--- EXERCISE PROMPT ---
Isolate every line in the records below with "ComponentClaim" in it.

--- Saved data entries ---
//! The handler registry.
//!
//! Commands are bucketed by application command kind and keyed by name.
//! A top-level command is either a plain [`CommandEntry::Command`] or a
//! [`CommandGroupNode`] holding its sub-commands, never both. Components are
//! keyed by custom identifier prefix, autocompletes by the owning command.
//!
//! All maps sit behind one `parking_lot` lock that is never held across an
//! `.await`. Component claims (expiry and single-use removal) happen inside a
//! single write critical section.

use std::collections::HashMap;
use std::sync::Arc;
use std::time::Duration;

use parking_lot::RwLock;
use time::OffsetDateTime;
use tracing::{debug, info, trace};

use disunity_core::ApplicationCommandKind;

use crate::builder::Package;
use crate::descriptor::{DescriptorKind, HandlerDescriptor, component_key};
use crate::error::{RegistrationError, RegistrationResult};

// =============================================================================
// Command tree
// =============================================================================

/// The sub-commands of one top-level command.
#[derive(Debug, Clone, Default)]
pub struct CommandGroupNode {
    /// Ungrouped leaves.
    pub subcommands: HashMap<String, Arc<HandlerDescriptor>>,
    /// Grouped leaves, by group name.
    pub groups: HashMap<String, HashMap<String, Arc<HandlerDescriptor>>>,
}

impl CommandGroupNode {
    /// Returns an ungrouped leaf.
    pub fn subcommand(&self, name: &str) -> Option<&Arc<HandlerDescriptor>> {
        self.subcommands.get(name)
    }

    /// Returns a grouped leaf.
    pub fn grouped(&self, group: &str, name: &str) -> Option<&Arc<HandlerDescriptor>> {
        self.groups.get(group)?.get(name)
    }

    fn leaf_count(&self) -> usize {
        self.subcommands.len() + self.groups.values().map(HashMap::len).sum::<usize>()
    }
}

/// A top-level command entry.
#[derive(Debug, Clone)]
pub enum CommandEntry {
    /// A command without sub-commands.
    Command(Arc<HandlerDescriptor>),
    /// A command made of sub-commands.
    Group(CommandGroupNode),
}

// =============================================================================
// Components
// =============================================================================

#[derive(Debug, Clone)]
struct ComponentEntry {
    descriptor: Arc<HandlerDescriptor>,
    timeout: Option<Duration>,
    single_use: bool,
    expires_at: Option<OffsetDateTime>,
}

impl ComponentEntry {
    fn new(descriptor: Arc<HandlerDescriptor>, now: OffsetDateTime) -> Self {
        let (timeout, single_use) = match descriptor.kind() {
            DescriptorKind::Component {
                timeout,
                single_use,
            } => (*timeout, *single_use),
            _ => (None, false),
        };
        let expires_at = timeout
            .and_then(|t| time::Duration::try_from(t).ok())
            .and_then(|t| now.checked_add(t));
        Self {
            descriptor,
            timeout,
            single_use,
            expires_at,
        }
    }

    /// A component is expired once the message carrying it is older than the
    /// timeout. Without a message timestamp, the registration-time deadline
    /// applies.
    fn is_expired(&self, sent_at: Option<OffsetDateTime>, now: OffsetDateTime) -> bool {
        let Some(timeout) = self.timeout else {
            return false;
        };
        match sent_at {
            Some(sent_at) => now - sent_at > timeout,
            None => self.expires_at.is_some_and(|deadline| now > deadline),
        }
    }
}

/// The outcome of claiming a component for one invocation.
#[derive(Debug, Clone)]
pub enum ComponentClaim {
    /// The component may be invoked. Single-use components have already been
    /// removed.
    Active(Arc<HandlerDescriptor>),
    /// The component timed out and has been removed.
    Expired,
}

// =============================================================================
// Registry
// =============================================================================

#[derive(Debug, Default)]
struct RegistryInner {
    commands: HashMap<u8, HashMap<String, CommandEntry>>,
    components: HashMap<String, ComponentEntry>,
    autocompletes: HashMap<String, Arc<HandlerDescriptor>>,
}

/// Counts of registered handlers.
#[derive(Debug, Clone, Copy, Default, PartialEq, Eq)]
pub struct RegistryStats {
    /// Plain top-level commands.
    pub commands: usize,
    /// Sub-command leaves across all command trees.
    pub subcommands: usize,
    /// Components.
    pub components: usize,
    /// Autocomplete providers.
    pub autocompletes: usize,
}

/// The in-memory index of registered handlers.
///
/// Cloning is cheap and every clone shares the same maps.
#[derive(Debug, Clone, Default)]
pub struct Registry {
    inner: Arc<RwLock<RegistryInner>>,
}

impl Registry {
    /// Creates an empty registry.
    pub fn new() -> Self {
        Self::default()
    }

    /// Registers a descriptor according to its kind.
    ///
    /// A later registration under the same key replaces the earlier one.
    pub fn register(&self, descriptor: HandlerDescriptor) -> RegistrationResult<()> {
        match descriptor.kind() {
            DescriptorKind::Command { .. } | DescriptorKind::Subcommand { .. } => {
                self.register_command(descriptor)
            }
            DescriptorKind::Component { .. } => {
                self.register_component(descriptor);
                Ok(())
            }
            DescriptorKind::Autocomplete => {
                self.register_autocomplete(descriptor);
                Ok(())
            }
        }
    }

    /// Registers every descriptor of a package, in order.
    ///
    /// Stops at the first failing descriptor; earlier ones stay registered.
    pub fn register_package(&self, package: Package) -> RegistrationResult<()> {
        let name = package.name().to_owned();
        let count = package.len();
        for descriptor in package.into_descriptors() {
            self.register(descriptor)?;
        }
        info!(package = %name, handlers = count, "Package registered");
        Ok(())
    }

    /// Registers a plain command or a sub-command.
    ///
    /// Sub-commands are placed in the command tree of their owning command
    /// under the chat input bucket, creating the tree on first use.
    pub fn register_command(&self, descriptor: HandlerDescriptor) -> RegistrationResult<()> {
        let path = descriptor.path();
        let mut inner = self.inner.write();

        match descriptor.kind().clone() {
            DescriptorKind::Command { kind } => {
                let bucket = inner.commands.entry(kind.0).or_default();
                if let Some(CommandEntry::Group(_)) = bucket.get(descriptor.name()) {
                    return Err(RegistrationError::InvalidMethodUse {
                        name: descriptor.name().to_owned(),
                        reason: "already registered with sub-commands".into(),
                    });
                }
                let name = descriptor.name().to_owned();
                bucket.insert(name, CommandEntry::Command(Arc::new(descriptor)));
            }
            DescriptorKind::Subcommand { command, group } => {
                let bucket = inner
                    .commands
                    .entry(ApplicationCommandKind::CHAT_INPUT.0)
                    .or_default();
                let entry = bucket
                    .entry(command.clone())
                    .or_insert_with(|| CommandEntry::Group(CommandGroupNode::default()));
                let CommandEntry::Group(node) = entry else {
                    return Err(RegistrationError::InvalidMethodUse {
                        name: command,
                        reason: "already registered as a plain command".into(),
                    });
                };
                let name = descriptor.name().to_owned();
                let leaves = match group {
                    Some(group) => node.groups.entry(group).or_default(),
                    None => &mut node.subcommands,
                };
                leaves.insert(name, Arc::new(descriptor));
            }
            other => {
                return Err(RegistrationError::InvalidMethodUse {
                    name: descriptor.name().to_owned(),
                    reason: format!("a {} is not a command", other.label()),
                });
            }
        }

        debug!(command = %path, "Command registered");
        Ok(())
    }

    /// Registers a component under its custom identifier prefix.
    ///
    /// The timeout deadline is fixed at this point.
    pub fn register_component(&self, descriptor: HandlerDescriptor) {
        let entry = ComponentEntry::new(Arc::new(descriptor), OffsetDateTime::now_utc());
        let name = entry.descriptor.name().to_owned();
        debug!(
            component = %name,
            timeout = ?entry.timeout,
            single_use = entry.single_use,
            "Component registered"
        );
        self.inner.write().components.insert(name, entry);
    }

    /// Registers an autocomplete provider under its owning command name.
    pub fn register_autocomplete(&self, descriptor: HandlerDescriptor) {
        let name = descriptor.name().to_owned();
        debug!(command = %name, "Autocomplete registered");
        self.inner
            .write()
            .autocompletes
            .insert(name, Arc::new(descriptor));
    }

    /// Runs `f` on the top-level command entry under the read lock.
    pub fn with_command<R>(
        &self,
        kind: ApplicationCommandKind,
        name: &str,
        f: impl FnOnce(Option<&CommandEntry>) -> R,
    ) -> R {
        let inner = self.inner.read();
        f(inner.commands.get(&kind.0).and_then(|bucket| bucket.get(name)))
    }

    /// Returns the component a custom identifier routes to, without applying
    /// any lifecycle rule.
    pub fn lookup_component(&self, custom_id: &str) -> Option<Arc<HandlerDescriptor>> {
        self.inner
            .read()
            .components
            .get(component_key(custom_id))
            .map(|entry| Arc::clone(&entry.descriptor))
    }

    /// Claims a component for one invocation.
    ///
    /// Expired components and single-use components are removed in the same
    /// critical section as the lookup, so two concurrent clicks on a
    /// single-use component invoke it once. Returns `None` when nothing is
    /// registered under the prefix.
    pub fn claim_component(
        &self,
        custom_id: &str,
        sent_at: Option<OffsetDateTime>,
        now: OffsetDateTime,
    ) -> Option<ComponentClaim> {
        let key = component_key(custom_id);
        let mut inner = self.inner.write();
        let entry = inner.components.get(key)?;

        if entry.is_expired(sent_at, now) {
            inner.components.remove(key);
            debug!(component = %key, "Component timed out, removed");
            return Some(ComponentClaim::Expired);
        }

        let descriptor = Arc::clone(&entry.descriptor);
        if entry.single_use {
            inner.components.remove(key);
            trace!(component = %key, "Single-use component consumed");
        }
        Some(ComponentClaim::Active(descriptor))
    }

    /// Removes a component. Returns `true` if it was registered.
    pub fn remove_component(&self, name: &str) -> bool {
        self.inner.write().components.remove(name).is_some()
    }

    /// Returns the autocomplete provider for a command.
    pub fn lookup_autocomplete(&self, command: &str) -> Option<Arc<HandlerDescriptor>> {
        self.inner.read().autocompletes.get(command).cloned()
    }

    /// Returns handler counts.
    pub fn stats(&self) -> RegistryStats {
        let inner = self.inner.read();
        let mut stats = RegistryStats {
            components: inner.components.len(),
            autocompletes: inner.autocompletes.len(),
            ..RegistryStats::default()
        };
        for entry in inner.commands.values().flat_map(HashMap::values) {
            match entry {
                CommandEntry::Command(_) => stats.commands += 1,
                CommandEntry::Group(node) => stats.subcommands += node.leaf_count(),
            }
        }
        stats
    }
}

--- REPLY TO THE TASK ---
pub enum ComponentClaim {
    ) -> Option<ComponentClaim> {
            return Some(ComponentClaim::Expired);
        Some(ComponentClaim::Active(descriptor))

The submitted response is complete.